# EXERCISE INSTRUCTIONS:
Search the listing below for the string "Decimals", then copy every line it appears in.

# SUPPLIED ENTRIES:
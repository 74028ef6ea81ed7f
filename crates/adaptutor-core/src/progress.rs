//! Learner progress records and the store seam they persist through.

use std::collections::{BTreeSet, HashMap};
use std::fmt;

use async_trait::async_trait;
use chrono::{DateTime, Utc};
use serde::{Deserialize, Serialize};
use tokio::sync::RwLock;
use uuid::Uuid;

use crate::error::StoreError;
use crate::model::{Subject, Tier};
use crate::scoring::{Classification, RoundAggregate};

/// Identifies one progress record.
#[derive(Debug, Clone, PartialEq, Eq, Hash, Serialize, Deserialize)]
pub struct RecordKey {
    pub learner_id: String,
    pub subject: Subject,
}

impl RecordKey {
    pub fn new(learner_id: impl Into<String>, subject: Subject) -> Self {
        Self {
            learner_id: learner_id.into(),
            subject,
        }
    }
}

impl fmt::Display for RecordKey {
    fn fmt(&self, f: &mut fmt::Formatter<'_>) -> fmt::Result {
        write!(f, "{}/{}", self.learner_id, self.subject)
    }
}

/// One completed round.
#[derive(Debug, Clone, PartialEq, Serialize, Deserialize)]
#[serde(rename_all = "camelCase")]
pub struct HistoryEntry {
    /// Unique per evaluated round.
    #[serde(default = "Uuid::new_v4")]
    pub round_id: Uuid,
    pub timestamp: DateTime<Utc>,
    /// Correct answers in the round.
    pub score: u32,
    pub total_questions: u32,
    /// Tier the round was played at.
    pub difficulty: Tier,
}

/// Durable adaptive state for one (learner, subject) pair.
#[derive(Debug, Clone, PartialEq, Serialize, Deserialize)]
#[serde(rename_all = "camelCase")]
pub struct LearnerProgressRecord {
    pub learner_id: String,
    pub subject: Subject,
    /// Append-only round history, oldest first.
    #[serde(default)]
    pub history: Vec<HistoryEntry>,
    /// Union of every round's strengths.
    #[serde(default)]
    pub strengths: BTreeSet<String>,
    /// Weak topics from the latest round only.
    #[serde(default)]
    pub weaknesses: BTreeSet<String>,
    /// `None` until the first evaluation.
    #[serde(default)]
    pub current_tier: Option<Tier>,
    #[serde(default)]
    pub last_active: Option<DateTime<Utc>>,
    /// Bumped by the store on every successful write.
    #[serde(default)]
    pub version: u64,
}

/// What the prompt composer needs to know about past rounds.
#[derive(Debug, Clone, PartialEq, Serialize, Deserialize)]
pub struct PerformanceSummary {
    pub last_score: u32,
    pub last_total: u32,
    pub weak_areas: Vec<String>,
    pub strong_areas: Vec<String>,
    pub current_tier: Tier,
}

impl LearnerProgressRecord {
    /// A fresh record with no history.
    pub fn new(key: &RecordKey) -> Self {
        Self {
            learner_id: key.learner_id.clone(),
            subject: key.subject,
            history: Vec::new(),
            strengths: BTreeSet::new(),
            weaknesses: BTreeSet::new(),
            current_tier: None,
            last_active: None,
            version: 0,
        }
    }

    pub fn key(&self) -> RecordKey {
        RecordKey::new(self.learner_id.clone(), self.subject)
    }

    /// Current tier, `Beginner` before the first evaluation.
    pub fn tier(&self) -> Tier {
        self.current_tier.unwrap_or_default()
    }

    pub fn last_round(&self) -> Option<&HistoryEntry> {
        self.history.last()
    }

    /// Summary of prior performance, `None` for a learner with no rounds.
    pub fn performance_summary(&self) -> Option<PerformanceSummary> {
        let last = self.last_round()?;
        Some(PerformanceSummary {
            last_score: last.score,
            last_total: last.total_questions,
            weak_areas: self.weaknesses.iter().cloned().collect(),
            strong_areas: self.strengths.iter().cloned().collect(),
            current_tier: self.tier(),
        })
    }

    /// Produce the record after one evaluated round.
    ///
    /// Appends history, unions strengths, replaces weaknesses, and sets the
    /// tier. The version is left for the store to bump.
    pub fn apply_evaluation(
        &self,
        aggregate: &RoundAggregate,
        classification: &Classification,
        next_tier: Tier,
        played_at: Tier,
        now: DateTime<Utc>,
    ) -> Self {
        let mut updated = self.clone();
        updated.history.push(HistoryEntry {
            round_id: Uuid::new_v4(),
            timestamp: now,
            score: aggregate.correct,
            total_questions: aggregate.total,
            difficulty: played_at,
        });
        updated
            .strengths
            .extend(classification.strengths.iter().cloned());
        updated.weaknesses = classification.weaknesses.clone();
        updated.current_tier = Some(next_tier);
        updated.last_active = Some(now);
        updated
    }
}

/// Durable storage for progress records.
///
/// Implementations must make `compare_and_swap` atomic per key: a write is
/// accepted only when the stored version equals `record.version`, in which
/// case the stored copy gets `record.version + 1`. A rejected write returns
/// `StoreError::Conflict` (downcastable from the `anyhow::Error`).
#[async_trait]
pub trait ProgressStore: Send + Sync {
    /// Fetch a record, `None` if the learner has never been evaluated.
    async fn load(&self, key: &RecordKey) -> anyhow::Result<Option<LearnerProgressRecord>>;

    /// Persist `record` if nobody else wrote since it was loaded.
    async fn compare_and_swap(
        &self,
        record: LearnerProgressRecord,
    ) -> anyhow::Result<LearnerProgressRecord>;
}

/// Load the record for `key`, or a fresh one if none exists.
pub async fn load_or_create(
    store: &dyn ProgressStore,
    key: &RecordKey,
) -> anyhow::Result<LearnerProgressRecord> {
    Ok(store
        .load(key)
        .await?
        .unwrap_or_else(|| LearnerProgressRecord::new(key)))
}

/// In-memory store, for tests and single-process embedding.
#[derive(Default)]
pub struct MemoryStore {
    records: RwLock<HashMap<RecordKey, LearnerProgressRecord>>,
}

impl MemoryStore {
    pub fn new() -> Self {
        Self::default()
    }

    /// Number of stored records.
    pub async fn len(&self) -> usize {
        self.records.read().await.len()
    }

    pub async fn is_empty(&self) -> bool {
        self.records.read().await.is_empty()
    }
}

#[async_trait]
impl ProgressStore for MemoryStore {
    async fn load(&self, key: &RecordKey) -> anyhow::Result<Option<LearnerProgressRecord>> {
        Ok(self.records.read().await.get(key).cloned())
    }

    async fn compare_and_swap(
        &self,
        mut record: LearnerProgressRecord,
    ) -> anyhow::Result<LearnerProgressRecord> {
        let key = record.key();
        let mut records = self.records.write().await;
        let found = records.get(&key).map(|r| r.version).unwrap_or(0);
        if found != record.version {
            return Err(StoreError::Conflict {
                key: key.to_string(),
                expected: record.version,
                found,
            }
            .into());
        }
        record.version += 1;
        records.insert(key, record.clone());
        Ok(record)
    }
}

#[cfg(test)]
mod tests {
    use super::*;
    use crate::scoring::TopicTally;

    fn round(topics: &[(&str, u32, u32)]) -> (RoundAggregate, Classification) {
        let mut agg = RoundAggregate::default();
        for (topic, correct, total) in topics {
            agg.topics.insert(
                topic.to_string(),
                TopicTally {
                    correct: *correct,
                    total: *total,
                },
            );
            agg.correct += correct;
            agg.total += total;
        }
        let classification = crate::scoring::classify(&agg.topics);
        (agg, classification)
    }

    #[test]
    fn fresh_record_defaults_to_beginner() {
        let record = LearnerProgressRecord::new(&RecordKey::new("u1", Subject::Math));
        assert_eq!(record.tier(), Tier::Beginner);
        assert!(record.current_tier.is_none());
        assert!(record.performance_summary().is_none());
    }

    #[test]
    fn strengths_union_and_weaknesses_replace() {
        let record = LearnerProgressRecord::new(&RecordKey::new("u1", Subject::Both));
        let now = Utc::now();

        // Round 1: A strong, C weak.
        let (agg, c) = round(&[("A", 3, 3), ("C", 0, 2)]);
        let r1 = record.apply_evaluation(&agg, &c, Tier::Intermediate, Tier::Beginner, now);
        assert_eq!(r1.weaknesses, BTreeSet::from(["C".to_string()]));

        // Round 2: B weak, A not measured.
        let (agg, c) = round(&[("B", 0, 2), ("D", 2, 2)]);
        let r2 = r1.apply_evaluation(&agg, &c, Tier::Beginner, Tier::Intermediate, now);

        assert_eq!(r2.weaknesses, BTreeSet::from(["B".to_string()]));
        assert!(r2.strengths.contains("A") && r2.strengths.contains("D"));
        assert_eq!(r2.history.len(), 2);
        assert_eq!(r2.history[0], r1.history[0]);
        assert_eq!(r2.current_tier, Some(Tier::Beginner));
        assert_eq!(r2.history[1].difficulty, Tier::Intermediate);
    }

    #[test]
    fn record_serializes_camel_case() {
        let record = LearnerProgressRecord::new(&RecordKey::new("u1", Subject::Math));
        let json = serde_json::to_value(&record).unwrap();
        assert!(json.get("currentTier").is_some());
        assert_eq!(json["subject"], "Math");
    }

    #[tokio::test]
    async fn memory_store_rejects_stale_writes() {
        let store = MemoryStore::new();
        let key = RecordKey::new("u1", Subject::Math);

        let fresh = load_or_create(&store, &key).await.unwrap();
        assert_eq!(fresh.version, 0);
        assert!(store.is_empty().await);

        let saved = store.compare_and_swap(fresh.clone()).await.unwrap();
        assert_eq!(saved.version, 1);

        let err = store.compare_and_swap(fresh).await.unwrap_err();
        assert!(matches!(
            err.downcast_ref::<StoreError>(),
            Some(StoreError::Conflict {
                expected: 0,
                found: 1,
                ..
            })
        ));

        let loaded = store.load(&key).await.unwrap().unwrap();
        assert_eq!(loaded.version, 1);
        assert_eq!(store.len().await, 1);
    }
}
impl AssessmentEngine {
    pub fn new(
        provider: Arc<dyn LlmProvider>,
        store: Arc<dyn ProgressStore>,
        config: EngineConfig,
    ) -> Self {
        Self {
            provider,
            store,
            config,
        }
    }

    pub fn config(&self) -> &EngineConfig {
        &self.config
    }

    /// Question phase: adapt to prior rounds, generate, parse, or fall back.
    ///
    /// Never writes the progress record.
    #[instrument(skip(self), fields(provider = self.provider.name()))]
    pub async fn get_adaptive_questions(
        &self,
        learner_id: &str,
        grade: u8,
        subject: Subject,
    ) -> AssessmentResult<AdaptiveQuestions> {
        check_learner_id(learner_id)?;
        let grade = Grade::new(grade).map_err(AssessmentError::InvalidInput)?;

        let record = self.read_for_adaptation(learner_id, subject).await;
        let summary = record.as_ref().and_then(|r| r.performance_summary());
        let tier = record.as_ref().map(|r| r.tier()).unwrap_or_default();
        let adapted_from = if summary.is_some() {
            AdaptedFrom::PreviousPerformance
        } else {
            AdaptedFrom::InitialAssessment
        };

        let prompt = compose_question_prompt(&QuestionPrompt {
            grade,
            subject,
            tier,
            question_count: self.config.question_count,
            previous: summary.as_ref(),
        });
        tracing::debug!("question prompt:\n{prompt}");

        let generated = match self.generate_text(prompt).await {
            Ok(text) => parse_questions(&text, tier, self.config.question_count)
                .map_err(|e| AssessmentError::MalformedGenerationOutput(e.to_string())),
            Err(e) => Err(e),
        };

        let (questions, source) = match generated {
            Ok(questions) => (questions, ContentSource::Generated),
            Err(e) => {
                tracing::warn!("serving built-in questions for {learner_id}/{subject}: {e}");
                (fallback_questions(subject, tier), ContentSource::Fallback)
            }
        };

        tracing::info!(
            "{} {tier} question(s) for {learner_id}/{subject} ({:?}, {:?})",
            questions.len(),
            adapted_from,
            source
        );

        Ok(AdaptiveQuestions {
            questions,
            difficulty_tier: tier,
            adapted_from,
            source,
        })
    }

    /// Evaluation phase: score the round and fold it into the progress record.
    #[instrument(skip(self, questions, answers), fields(questions = questions.len()))]
    pub async fn evaluate_and_adapt(
        &self,
        learner_id: &str,
        questions: &[Question],
        answers: &AnswerSet,
        grade: u8,
        subject: Subject,
    ) -> AssessmentResult<EvaluationSummary> {
        check_learner_id(learner_id)?;
        Grade::new(grade).map_err(AssessmentError::InvalidInput)?;
        check_questions(questions)?;

        let round = aggregate(questions, answers);
        let score_percentage = round
            .score_percentage()
            .ok_or_else(|| AssessmentError::invalid("no questions to evaluate"))?;
        let classification = classify(&round.topics);
        let tier = next_tier(score_percentage);
        let played_at = questions.first().map(|q| q.difficulty).unwrap_or_default();

        let key = RecordKey::new(learner_id, subject);
        let mut attempt = 0u32;
        let saved = loop {
            attempt += 1;
            let record = load_or_create(self.store.as_ref(), &key)
                .await
                .map_err(persistence_failure)?;
            let updated =
                record.apply_evaluation(&round, &classification, tier, played_at, Utc::now());

            match self.store.compare_and_swap(updated).await {
                Ok(saved) => break saved,
                Err(e) if is_conflict(&e) && attempt < self.config.max_update_attempts => {
                    tracing::debug!("retrying update of {key} after conflict (attempt {attempt})");
                }
                Err(e) => return Err(persistence_failure(e)),
            }
        };

        tracing::info!(
            "{key}: {}/{} correct ({:.1}%), {played_at} -> {tier}, {} round(s) recorded",
            round.correct,
            round.total,
            score_percentage,
            saved.history.len()
        );

        Ok(EvaluationSummary {
            score: display_score(score_percentage),
            correct_answers: round.correct,
            total_questions: round.total,
            strengths: classification.strengths.into_iter().collect(),
            weaknesses: classification.weaknesses.into_iter().collect(),
            current_tier: tier,
            topic_breakdown: round.topics,
            encouragement: encouragement(score_percentage),
        })
    }

    /// Read a learner's record without modifying it.
    pub async fn get_progress(
        &self,
        learner_id: &str,
        subject: Subject,
    ) -> AssessmentResult<Option<LearnerProgressRecord>> {
        check_learner_id(learner_id)?;
        self.store
            .load(&RecordKey::new(learner_id, subject))
            .await
            .map_err(persistence_failure)
    }

    /// Build a weekly study plan from the learner's progress.
    ///
    /// Never writes the progress record.
    #[instrument(skip(self), fields(provider = self.provider.name()))]
    pub async fn generate_study_plan(
        &self,
        learner_id: &str,
        grade: u8,
        subject: Subject,
        learner_name: Option<&str>,
    ) -> AssessmentResult<StudyPlanResponse> {
        check_learner_id(learner_id)?;
        let grade = Grade::new(grade).map_err(AssessmentError::InvalidInput)?;

        let record = self.read_for_adaptation(learner_id, subject).await;
        let summary = record.as_ref().and_then(|r| r.performance_summary());
        let tier = record.as_ref().map(|r| r.tier()).unwrap_or_default();
        let adapted_from = if summary.is_some() {
            AdaptedFrom::PreviousPerformance
        } else {
            AdaptedFrom::InitialAssessment
        };

        let prompt = compose_plan_prompt(&PlanPrompt {
            grade,
            subject,
            tier,
            learner_name,
            previous: summary.as_ref(),
        });

        let generated = match self.generate_text(prompt).await {
            Ok(text) => parse_study_plan(&text)
                .map_err(|e| AssessmentError::MalformedGenerationOutput(e.to_string())),
            Err(e) => Err(e),
        };

        let (plan, source) = match generated {
            Ok(plan) => (plan, ContentSource::Generated),
            Err(e) => {
                tracing::warn!("serving built-in study plan for {learner_id}/{subject}: {e}");
                let weaknesses = summary.map(|s| s.weak_areas).unwrap_or_default();
                (
                    fallback_plan(subject, tier, &weaknesses),
                    ContentSource::Fallback,
                )
            }
        };

        Ok(StudyPlanResponse {
            plan,
            difficulty_tier: tier,
            adapted_from,
            source,
        })
    }

    /// Load the record for prompt adaptation. Store failures degrade to
    /// "first-time learner" instead of failing the request.
    async fn read_for_adaptation(
        &self,
        learner_id: &str,
        subject: Subject,
    ) -> Option<LearnerProgressRecord> {
        let key = RecordKey::new(learner_id, subject);
        match self.store.load(&key).await {
            Ok(record) => record,
            Err(e) => {
                tracing::warn!(
                    "progress unavailable for {key}, treating as first assessment: {e:#}"
                );
                None
            }
        }
    }

    /// Call the provider with a bounded timeout, retrying transient errors
    /// with exponential backoff.
    async fn generate_text(&self, prompt: String) -> AssessmentResult<String> {
        let request = GenerateRequest {
            model: self.config.model.clone(),
            prompt,
            system_prompt: Some(
                self.config
                    .system_prompt_override
                    .clone()
                    .unwrap_or_else(|| DEFAULT_SYSTEM_PROMPT.to_string()),
            ),
            max_tokens: self.config.max_tokens,
            temperature: self.config.temperature,
        };

        let mut retry_delay = self.config.retry_delay;
        let mut last_error: Option<anyhow::Error> = None;

        for retry in 0..=self.config.max_retries {
            if retry > 0 {
                tokio::time::sleep(retry_delay).await;
                retry_delay = (retry_delay * 2).min(MAX_RETRY_DELAY);
            }

            let outcome = tokio::time::timeout(
                self.config.generation_timeout,
                self.provider.generate(&request),
            )
            .await;
            let error = match outcome {
                Ok(Ok(response)) => {
                    tracing::debug!(
                        "{} responded in {}ms ({} tokens)",
                        response.model,
                        response.latency_ms,
                        response.token_usage.total_tokens
                    );
                    return Ok(response.extracted_payload);
                }
                Ok(Err(e)) => e,
                Err(_) => ProviderError::Timeout(self.config.generation_timeout.as_secs()).into(),
            };

            if let Some(provider_error) = error.downcast_ref::<ProviderError>() {
                if provider_error.is_permanent() {
                    return Err(AssessmentError::GenerationCapabilityUnavailable(
                        provider_error.to_string(),
                    ));
                }
                if let Some(ms) = provider_error.retry_after_ms() {
                    retry_delay = Duration::from_millis(ms).min(MAX_RETRY_DELAY);
                }
            }
            tracing::debug!("generation attempt {} failed: {error:#}", retry + 1);
            last_error = Some(error);
        }

        Err(AssessmentError::GenerationCapabilityUnavailable(
            last_error
                .map(|e| format!("{e:#}"))
                .unwrap_or_else(|| "no attempts made".to_string()),
        ))
    }
}
//! Prompt composition for question and study-plan generation.
//!
//! Composition is pure: the same inputs always produce the same text, and
//! nothing here talks to a provider.

use std::fmt::Write;

use crate::model::{Grade, Subject, Tier};
use crate::progress::PerformanceSummary;

/// Questions requested per round.
pub const DEFAULT_QUESTION_COUNT: usize = 5;

const MATH_BEGINNER: &[&str] = &[
    "Basic Addition and Subtraction",
    "Simple Multiplication",
    "Basic Fractions",
];
const MATH_INTERMEDIATE: &[&str] = &[
    "Large Numbers",
    "Decimals",
    "Simple Geometry",
    "Time and Money",
];
const MATH_ADVANCED: &[&str] = &[
    "Factors and Multiples",
    "H.C.F and L.C.M",
    "Percentages",
    "Mensuration",
    "Profit and Loss",
];

const ENGLISH_BEGINNER: &[&str] = &["Basic Vocabulary", "Simple Sentences", "Common Words"];
const ENGLISH_INTERMEDIATE: &[&str] = &["Reading Comprehension", "Grammar Basics", "Story Writing"];
const ENGLISH_ADVANCED: &[&str] = &["Advanced Grammar", "Essay Writing", "Literature Analysis"];

/// Math topics taught at a tier.
pub fn math_topics(tier: Tier) -> &'static [&'static str] {
    match tier {
        Tier::Beginner => MATH_BEGINNER,
        Tier::Intermediate => MATH_INTERMEDIATE,
        Tier::Advanced => MATH_ADVANCED,
    }
}

/// English topics taught at a tier.
pub fn english_topics(tier: Tier) -> &'static [&'static str] {
    match tier {
        Tier::Beginner => ENGLISH_BEGINNER,
        Tier::Intermediate => ENGLISH_INTERMEDIATE,
        Tier::Advanced => ENGLISH_ADVANCED,
    }
}

/// All catalogue topics for a subject at a tier, Math first.
pub fn topic_catalogue(subject: Subject, tier: Tier) -> Vec<&'static str> {
    let mut topics = Vec::new();
    if subject.includes_math() {
        topics.extend_from_slice(math_topics(tier));
    }
    if subject.includes_english() {
        topics.extend_from_slice(english_topics(tier));
    }
    topics
}

/// Inputs for an adaptive question request.
#[derive(Debug, Clone)]
pub struct QuestionPrompt<'a> {
    pub grade: Grade,
    pub subject: Subject,
    pub tier: Tier,
    pub question_count: usize,
    /// Prior performance, `None` for a first assessment.
    pub previous: Option<&'a PerformanceSummary>,
}

/// Build the adaptive question-generation prompt.
pub fn compose_question_prompt(input: &QuestionPrompt<'_>) -> String {
    let QuestionPrompt {
        grade,
        subject,
        tier,
        question_count,
        previous,
    } = input;

    let mut prompt = String::new();
    let _ = writeln!(
        prompt,
        "You are a friendly tutor for students in grade {grade}, many of them in rural India."
    );
    let _ = writeln!(prompt);
    let _ = writeln!(
        prompt,
        "Generate {question_count} adaptive multiple-choice questions for {} at {tier} level.",
        subject.describe()
    );
    let _ = writeln!(prompt);
    let _ = writeln!(prompt, "Keep the examples close to the students' daily life:");
    if subject.includes_math() {
        let _ = writeln!(
            prompt,
            "- Math: rupees, kilograms, metres, village markets, farms, cricket"
        );
    }
    if subject.includes_english() {
        let _ = writeln!(
            prompt,
            "- English: short stories about village life, animals, festivals, family"
        );
    }

    if let Some(previous) = previous {
        let _ = writeln!(prompt);
        let _ = writeln!(prompt, "Previous performance:");
        let _ = writeln!(
            prompt,
            "- Score: {}/{}",
            previous.last_score, previous.last_total
        );
        let _ = writeln!(
            prompt,
            "- Weak areas: {}",
            join_or(&previous.weak_areas, "None identified")
        );
        let _ = writeln!(
            prompt,
            "- Strong areas: {}",
            join_or(&previous.strong_areas, "None identified")
        );
        if !previous.weak_areas.is_empty() {
            let _ = writeln!(prompt);
            let _ = writeln!(
                prompt,
                "IMPORTANT: Focus most questions on the weak areas ({}) so the student can improve.",
                previous.weak_areas.join(", ")
            );
        }
    }

    let _ = writeln!(prompt);
    if subject.includes_math() {
        let _ = writeln!(
            prompt,
            "Math topic areas to cover: {}",
            math_topics(*tier).join(", ")
        );
    }
    if subject.includes_english() {
        let _ = writeln!(
            prompt,
            "English topic areas to cover: {}",
            english_topics(*tier).join(", ")
        );
    }

    let _ = writeln!(prompt);
    let _ = writeln!(
        prompt,
        "Format the output STRICTLY as a JSON array of exactly {question_count} objects with this structure:"
    );
    let _ = writeln!(prompt, "{}", question_schema(*tier));
    let _ = writeln!(prompt);
    let _ = writeln!(
        prompt,
        "Every \"correctAnswer\" must be copied exactly from \"options\". Use a short, specific \"topic\" name."
    );
    let _ = write!(
        prompt,
        "Make the questions engaging and age-appropriate for grade {grade}."
    );

    prompt
}

fn question_schema(tier: Tier) -> String {
    format!(
        r#"[
  {{
    "id": 1,
    "question": "Question text in simple English",
    "questionHindi": "Question in Hindi (Devanagari script)",
    "options": ["Option A", "Option B", "Option C", "Option D"],
    "optionsHindi": ["विकल्प A", "विकल्प B", "विकल्प C", "विकल्प D"],
    "correctAnswer": "Option A",
    "topic": "Specific topic name",
    "difficulty": "{tier}",
    "explanation": "Simple explanation of the answer",
    "explanationHindi": "उत्तर की सरल व्याख्या"
  }}
]"#
    )
}

/// Inputs for a personalized study-plan request.
#[derive(Debug, Clone)]
pub struct PlanPrompt<'a> {
    pub grade: Grade,
    pub subject: Subject,
    pub tier: Tier,
    pub learner_name: Option<&'a str>,
    pub previous: Option<&'a PerformanceSummary>,
}

/// Build the weekly study-plan prompt.
pub fn compose_plan_prompt(input: &PlanPrompt<'_>) -> String {
    let name = input.learner_name.unwrap_or("the student");
    let (score, strengths, weaknesses) = match input.previous {
        Some(p) => (
            format!("{}/{}", p.last_score, p.last_total),
            join_or(&p.strong_areas, "To be identified"),
            join_or(&p.weak_areas, "To be identified"),
        ),
        None => (
            "No assessment yet".to_string(),
            "To be identified".to_string(),
            "To be identified".to_string(),
        ),
    };

    format!(
        r#"You are a friendly tutor creating a personalized weekly learning plan for {name}, a grade {grade} student in rural India.

Assessment results:
- Subject: {subject}
- Score: {score}
- Strengths: {strengths}
- Weaknesses: {weaknesses}
- Current level: {tier}
- Suggested topics for this level: {catalogue}

Create an engaging weekly plan that:
1. Focuses on improving weak areas while reinforcing strengths
2. Uses examples from village life, local festivals, and farming
3. Works offline
4. Builds difficulty progressively through the week

Format the output STRICTLY as a JSON object:
{{
  "greeting": "Friendly greeting in English",
  "greetingHindi": "Friendly greeting in Hindi",
  "weekTitle": "Engaging week theme",
  "motivationalMessage": "Encouraging message based on performance",
  "days": [
    {{
      "day": "Monday",
      "topic": "Main topic for the day",
      "activities": ["Specific task", "Practice exercise", "Fun challenge"],
      "resources": ["Offline resource"],
      "estimatedTime": "30 minutes",
      "difficultyLevel": "{tier}"
    }}
  ],
  "weekendChallenge": {{
    "title": "Fun weekend project",
    "description": "What to do",
    "example": "Example to guide the student"
  }},
  "parentGuidance": {{
    "english": "Tips for parents",
    "hindi": "माता-पिता के लिए मार्गदर्शन"
  }}
}}"#,
        grade = input.grade,
        subject = input.subject,
        tier = input.tier,
        catalogue = topic_catalogue(input.subject, input.tier).join(", "),
    )
}

fn join_or(items: &[String], empty: &str) -> String {
    if items.is_empty() {
        empty.to_string()
    } else {
        items.join(", ")
    }
}

#[cfg(test)]
mod tests {
    use super::*;

    fn summary(weak: &[&str], strong: &[&str]) -> PerformanceSummary {
        PerformanceSummary {
            last_score: 2,
            last_total: 5,
            weak_areas: weak.iter().map(|s| s.to_string()).collect(),
            strong_areas: strong.iter().map(|s| s.to_string()).collect(),
            current_tier: Tier::Beginner,
        }
    }

    fn base(previous: Option<&PerformanceSummary>) -> QuestionPrompt<'_> {
        QuestionPrompt {
            grade: Grade::new(3).unwrap(),
            subject: Subject::Math,
            tier: Tier::Intermediate,
            question_count: DEFAULT_QUESTION_COUNT,
            previous,
        }
    }

    #[test]
    fn question_prompt_encodes_tier_and_schema() {
        let prompt = compose_question_prompt(&base(None));
        assert!(prompt.contains("at intermediate level"));
        assert!(prompt.contains("\"difficulty\": \"intermediate\""));
        assert!(prompt.contains("JSON array of exactly 5 objects"));
        assert!(prompt.contains("Decimals"));
        assert!(!prompt.contains("English topic areas"));
        assert!(!prompt.contains("Previous performance"));
    }

    #[test]
    fn question_prompt_biases_toward_weak_areas() {
        let prev = summary(&["Fractions"], &["Addition"]);
        let prompt = compose_question_prompt(&base(Some(&prev)));
        assert!(prompt.contains("Score: 2/5"));
        assert!(prompt.contains("weak areas (Fractions)"));
        assert!(prompt.contains("Strong areas: Addition"));
    }

    #[test]
    fn question_prompt_without_weak_areas_has_no_focus_line() {
        let prev = summary(&[], &["Addition"]);
        let prompt = compose_question_prompt(&base(Some(&prev)));
        assert!(prompt.contains("Weak areas: None identified"));
        assert!(!prompt.contains("IMPORTANT"));
    }

    #[test]
    fn question_prompt_is_deterministic() {
        let prev = summary(&["Fractions"], &[]);
        assert_eq!(
            compose_question_prompt(&base(Some(&prev))),
            compose_question_prompt(&base(Some(&prev)))
        );
    }

    #[test]
    fn catalogue_for_both_mixes_subjects() {
        let topics = topic_catalogue(Subject::Both, Tier::Beginner);
        assert!(topics.contains(&"Simple Multiplication"));
        assert!(topics.contains(&"Basic Vocabulary"));
    }

    #[test]
    fn plan_prompt_mentions_weaknesses() {
        let prev = summary(&["Grammar Basics"], &[]);
        let prompt = compose_plan_prompt(&PlanPrompt {
            grade: Grade::new(4).unwrap(),
            subject: Subject::English,
            tier: Tier::Intermediate,
            learner_name: Some("Asha"),
            previous: Some(&prev),
        });
        assert!(prompt.contains("for Asha, a grade 4 student"));
        assert!(prompt.contains("Weaknesses: Grammar Basics"));
        assert!(prompt.contains("Strengths: To be identified"));
    }
}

# RESPONSE AREA:
    "Decimals",
        assert!(prompt.contains("Decimals"));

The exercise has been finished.